Joint work with Florian Westphal.

Signed-off-by: Daniel Borkmann <dan...@iogearbox.net>
Signed-off-by: Florian Westphal <f...@strlen.de>
---
 include/net/tcp.h              |  2 +-
 include/uapi/linux/rtnetlink.h | 11 +++++++----
 net/core/rtnetlink.c           |  4 ++++
 net/ipv4/fib_semantics.c       |  9 ++++++++-
 net/ipv4/tcp_cong.c            |  9 ++++++---
 net/ipv4/tcp_input.c           |  7 +++++--
 net/ipv6/route.c               | 11 +++++++++--
 7 files changed, 40 insertions(+), 13 deletions(-)

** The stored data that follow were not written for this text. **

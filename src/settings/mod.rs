//! Editor settings
//! Options consumed by the buffer layer, plus a registry that applies
//! `name = value` pairs to them.

pub mod definitions;
pub mod descriptor;
pub mod registry;

pub use definitions::create_settings_registry;
pub use descriptor::{SettingDescriptor, SettingError, SettingSetter, SettingType, SettingValue};
pub use registry::SettingsRegistry;

use crate::constants::defaults;
use crate::error::Result;

#[derive(Debug, Clone, PartialEq, Eq)]
pub struct EditorSettings {
    /// Width of a tab in cells, and the number of spaces a soft tab inserts
    pub tab_size: usize,
    /// Insert spaces instead of a tab character
    pub tabs_are_spaces: bool,
    /// Backspace over a full soft tab at once
    pub hungry_backspace: bool,
    /// Auto-close brackets and type over closing ones
    pub match_braces: bool,
}

impl Default for EditorSettings {
    fn default() -> Self {
        EditorSettings {
            tab_size: defaults::TAB_SIZE,
            tabs_are_spaces: defaults::TABS_ARE_SPACES,
            hungry_backspace: defaults::HUNGRY_BACKSPACE,
            match_braces: defaults::MATCH_BRACES,
        }
    }
}

impl EditorSettings {
    /// Apply a single `name = value` option
    pub fn set(&mut self, name: &str, value: &str) -> Result<()> {
        create_settings_registry().apply(name, value, self)?;
        Ok(())
    }

    /// Apply `name = value` lines; blank lines and `#` comments are skipped
    pub fn apply_lines(&mut self, source: &str) -> Result<()> {
        for line in source.lines().map(str::trim) {
            if line.is_empty() || line.starts_with('#') {
                continue;
            }
            let (name, value) = line.split_once('=').unwrap_or((line, "true"));
            self.set(name.trim(), value.trim())?;
        }
        Ok(())
    }

    /// Spaces inserted for one soft tab
    #[must_use]
    pub fn soft_tab(&self) -> String {
        " ".repeat(self.tab_size)
    }
}
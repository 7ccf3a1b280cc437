//! Centralized error handling for linelog
//! Defines common error types, severity levels, and error codes

use crate::constants::errors;
use std::fmt;

pub mod reporter;

pub use reporter::ErrorReporter;

/// Severity level of an error
#[derive(Debug, Clone, Copy, PartialEq, Eq, PartialOrd, Ord)]
pub enum ErrorSeverity {
    /// Informational message (not really an error)
    Info,
    /// Warning - something might be wrong but operation can continue
    Warning,
    /// Standard error - operation failed but the document is untouched
    Error,
    /// Critical error - may lead to data loss
    Critical,
}

impl fmt::Display for ErrorSeverity {
    fn fmt(&self, f: &mut fmt::Formatter<'_>) -> fmt::Result {
        match self {
            Self::Info => write!(f, "INFO"),
            Self::Warning => write!(f, "WARN"),
            Self::Error => write!(f, "ERROR"),
            Self::Critical => write!(f, "CRITICAL"),
        }
    }
}

/// Category of the error
#[derive(Debug, Clone, Copy, PartialEq, Eq)]
pub enum ErrorType {
    /// Line index outside `[0, line_count)`
    OutOfRange,
    /// Character offset that does not address the line
    MalformedOffset,
    /// Text that cannot live inside a single line
    MalformedText,
    /// File system or I/O errors
    Io,
    /// Configuration or settings errors
    Settings,
    /// Internal logic or invariant violations
    Internal,
    /// Errors that don't fit other categories
    Other,
}

impl fmt::Display for ErrorType {
    fn fmt(&self, f: &mut fmt::Formatter<'_>) -> fmt::Result {
        match self {
            Self::OutOfRange => write!(f, "OutOfRange"),
            Self::MalformedOffset => write!(f, "MalformedOffset"),
            Self::MalformedText => write!(f, "MalformedText"),
            Self::Io => write!(f, "IO"),
            Self::Settings => write!(f, "Settings"),
            Self::Internal => write!(f, "Internal"),
            Self::Other => write!(f, "Other"),
        }
    }
}

/// A structured error raised by the edit log or its callers
#[derive(Debug, Clone, PartialEq, Eq)]
pub struct EditError {
    /// How serious the error is
    pub severity: ErrorSeverity,
    /// What kind of error occurred
    pub kind: ErrorType,
    /// Machine-readable error code (e.g., "LINE_OUT_OF_RANGE")
    pub code: String,
    /// Human-readable description
    pub message: String,
}

impl EditError {
    /// Create a new standard error (Severity: Error)
    pub fn new(kind: ErrorType, code: impl Into<String>, message: impl Into<String>) -> Self {
        Self {
            severity: ErrorSeverity::Error,
            kind,
            code: code.into(),
            message: message.into(),
        }
    }

    /// Create a new critical error (Severity: Critical)
    pub fn critical(kind: ErrorType, code: impl Into<String>, message: impl Into<String>) -> Self {
        Self {
            severity: ErrorSeverity::Critical,
            kind,
            code: code.into(),
            message: message.into(),
        }
    }

    /// Create a new warning (Severity: Warning)
    pub fn warning(kind: ErrorType, code: impl Into<String>, message: impl Into<String>) -> Self {
        Self {
            severity: ErrorSeverity::Warning,
            kind,
            code: code.into(),
            message: message.into(),
        }
    }

    /// Line index is not in `[0, line_count)`
    pub fn line_out_of_range(line: usize, line_count: usize) -> Self {
        Self::new(
            ErrorType::OutOfRange,
            errors::LINE_OUT_OF_RANGE,
            format!("Line {} out of range (line count: {})", line, line_count),
        )
    }

    /// Offset does not address a character of the line
    pub fn malformed_offset(line: usize, offset: usize, len: usize) -> Self {
        Self::new(
            ErrorType::MalformedOffset,
            errors::MALFORMED_OFFSET,
            format!(
                "Offset {} is not valid on line {} (length: {})",
                offset, line, len
            ),
        )
    }

    /// Text would carry a line break into a single line
    pub fn line_break_in_text(line: usize) -> Self {
        Self::new(
            ErrorType::MalformedText,
            errors::LINE_BREAK_IN_TEXT,
            format!("Text inserted into line {} contains a line break", line),
        )
    }

    /// Check if the message contains a substring (useful for tests)
    pub fn contains_msg(&self, sub: &str) -> bool {
        self.message.contains(sub)
    }
}

impl fmt::Display for EditError {
    fn fmt(&self, f: &mut fmt::Formatter<'_>) -> fmt::Result {
        write!(
            f,
            "[{}] {}({}): {}",
            self.severity, self.kind, self.code, self.message
        )
    }
}

impl std::error::Error for EditError {}

impl From<String> for EditError {
    fn from(msg: String) -> Self {
        Self::new(ErrorType::Other, errors::GENERIC_ERROR, msg)
    }
}

impl From<&str> for EditError {
    fn from(msg: &str) -> Self {
        Self::new(ErrorType::Other, errors::GENERIC_ERROR, msg)
    }
}

impl From<std::io::Error> for EditError {
    fn from(err: std::io::Error) -> Self {
        Self::new(ErrorType::Io, errors::IO_ERROR, err.to_string())
    }
}

/// Result alias for linelog operations
pub type Result<T> = std::result::Result<T, EditError>;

diff --git a/include/net/tcp.h b/include/net/tcp.h
index 4a7b039..0cab28c 100644
--- a/include/net/tcp.h
+++ b/include/net/tcp.h
@@ -888,7 +888,7 @@ void tcp_reno_cong_avoid(struct sock *sk, u32 ack, u32 
acked);
 extern struct tcp_congestion_ops tcp_reno;
 
 struct tcp_congestion_ops *tcp_ca_find_key(u32 key);
-u32 tcp_ca_get_key_by_name(const char *name);
+u32 tcp_ca_get_key_by_name(const char *name, bool *ecn_ca);
 #ifdef CONFIG_INET
 char *tcp_ca_get_name_by_key(u32 key, char *buffer);
 #else
diff --git a/include/uapi/linux/rtnetlink.h b/include/uapi/linux/rtnetlink.h
index 0d3d3cc..a5eb242 100644
--- a/include/uapi/linux/rtnetlink.h
+++ b/include/uapi/linux/rtnetlink.h
@@ -418,10 +418,13 @@ enum {
 
 #define RTAX_MAX (__RTAX_MAX - 1)
 
-#define RTAX_FEATURE_ECN       0x00000001
-#define RTAX_FEATURE_SACK      0x00000002
-#define RTAX_FEATURE_TIMESTAMP 0x00000004
-#define RTAX_FEATURE_ALLFRAG   0x00000008
+#define RTAX_FEATURE_ECN       (1 << 0)
+#define RTAX_FEATURE_SACK      (1 << 1)
+#define RTAX_FEATURE_TIMESTAMP (1 << 2)
+#define RTAX_FEATURE_ALLFRAG   (1 << 3)
+#define RTAX_FEATURE_ECN_CA    (1 << 4)
+
+#define RTAX_FEATURE_MASK_ECN  (RTAX_FEATURE_ECN | RTAX_FEATURE_ECN_CA)
 
 struct rta_session {
        __u8    proto;
diff --git a/net/core/rtnetlink.c b/net/core/rtnetlink.c
index 788ceed..12a9b5a 100644
--- a/net/core/rtnetlink.c
+++ b/net/core/rtnetlink.c
@@ -678,6 +678,10 @@ int rtnetlink_put_metrics(struct sk_buff *skb, u32 
*metrics)
                                        continue;
                                if (nla_put_string(skb, i + 1, name))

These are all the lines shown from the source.